The Denver Federal Center (DFC) is a 623-acre campus that supports the operations of some 28 different federal agencies, ranging from the National Ice Core Laboratory to the Social Security Administration. It was established on the former site of the World War II-era Denver Ordnance Plant. Today, it also hosts Colorado’s only TRIGA reactor—a small-scale nuclear reactor used for research by the U.S. Geological Survey and the Colorado School of Mines.

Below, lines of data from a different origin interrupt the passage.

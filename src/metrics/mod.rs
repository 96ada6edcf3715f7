//! Prometheus metrics for the push channel.
//!
//! - Send metrics (sends, batches by platform)
//! - Token metrics (delivered, failed)
//! - Dropped-platform counter (tokens routed to an unrecognized platform key)

use lazy_static::lazy_static;
use prometheus::{
    register_int_counter, register_int_counter_vec, Encoder, IntCounter, IntCounterVec,
    TextEncoder,
};

/// Prefix for all metrics
const METRIC_PREFIX: &str = "push_channel";

lazy_static! {
    /// Total `send` invocations that had at least one route to process
    pub static ref SENDS_TOTAL: IntCounter = register_int_counter!(
        format!("{}_sends_total", METRIC_PREFIX),
        "Total send invocations with resolved routes"
    ).unwrap();

    /// Total batches sent, by platform
    pub static ref BATCHES_SENT_TOTAL: IntCounterVec = register_int_counter_vec!(
        format!("{}_batches_sent_total", METRIC_PREFIX),
        "Total multicast batches sent",
        &["platform"]
    ).unwrap();

    /// Total tokens the backend accepted
    pub static ref TOKENS_DELIVERED_TOTAL: IntCounter = register_int_counter!(
        format!("{}_tokens_delivered_total", METRIC_PREFIX),
        "Total device tokens accepted by the backend"
    ).unwrap();

    /// Total tokens the backend rejected
    pub static ref TOKENS_FAILED_TOTAL: IntCounter = register_int_counter!(
        format!("{}_tokens_failed_total", METRIC_PREFIX),
        "Total device tokens rejected by the backend"
    ).unwrap();

    /// Routes skipped because their platform key was not recognized
    pub static ref PLATFORMS_DROPPED_TOTAL: IntCounter = register_int_counter!(
        format!("{}_platforms_dropped_total", METRIC_PREFIX),
        "Routes skipped due to an unrecognized platform key"
    ).unwrap();
}

/// Encode all metrics to Prometheus text format
pub fn encode_metrics() -> Result<String, prometheus::Error> {
    let encoder = TextEncoder::new();
    let metric_families = prometheus::gather();
    let mut buffer = Vec::new();
    encoder.encode(&metric_families, &mut buffer)?;
    Ok(String::from_utf8(buffer).unwrap_or_default())
}

/// Helper struct for recording channel metrics
pub struct ChannelMetrics;

impl ChannelMetrics {
    /// Record a send invocation that proceeded past route resolution
    pub fn record_send() {
        SENDS_TOTAL.inc();
    }

    /// Record a batch sent for a platform
    pub fn record_batch(platform: &str) {
        BATCHES_SENT_TOTAL.with_label_values(&[platform]).inc();
    }

    /// Record tokens the backend accepted
    pub fn record_delivered(count: u64) {
        TOKENS_DELIVERED_TOTAL.inc_by(count);
    }

    /// Record tokens the backend rejected
    pub fn record_failed(count: u64) {
        TOKENS_FAILED_TOTAL.inc_by(count);
    }

    /// Record a route skipped for an unrecognized platform key
    pub fn record_dropped_platform() {
        PLATFORMS_DROPPED_TOTAL.inc();
    }
}

#[cfg(test)]
mod tests {
    use super::*;

    #[test]
    fn encodes_registered_metrics() {
        ChannelMetrics::record_send();
        ChannelMetrics::record_batch("android");

        let output = encode_metrics().unwrap();
        assert!(output.contains("push_channel_sends_total"));
        assert!(output.contains("push_channel_batches_sent_total"));
    }
}
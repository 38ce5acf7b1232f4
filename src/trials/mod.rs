//! Trial log parsing
//!
//! Converts raw `;`-delimited experiment logs into typed trial records.

pub mod parser;
pub mod record;

pub use parser::{
    FileFailure, LoadedTrials, MalformedLine, ParsedLog, SeedRange, load_trial_files,
    parse_log_content, parse_log_file,
};
pub use record::{MIN_FIELDS, ParseOptions, ParsedLine, TrialRecord, UNSOLVED_THRESHOLD, parse_line};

Black and white image showing a fortified entrance the bade of a hill with buildings and cars in the background

Karen Waddell, Exterior of former Office of Civil Defense Emergency Operations Center at the Denver Federal Center, 1999, National Archives and Records Administration

From 1960-1969, the DFC was the Region 6 headquarters of Office of Civil Defense. The first of eight regional emergency operations center—designed to shelter state and local officials during an emergency—was constructed in a partially buried quonset hut at the DFC. In 1969, the Army Corps of Engineers completed an underground bunker complex on the site, designed to withstand a nuclear blast. The bunker—known as Building 710—could house 300 people for 30 days in the event of nuclear war. Both the original emergency operations center and the larger bunker complex are on the National Register of Historic Places as exemplars of the “Cold War Defense Structure” style of architecture. Building 710 now houses the Region VIII Office of the Federal Emergency Management Agency.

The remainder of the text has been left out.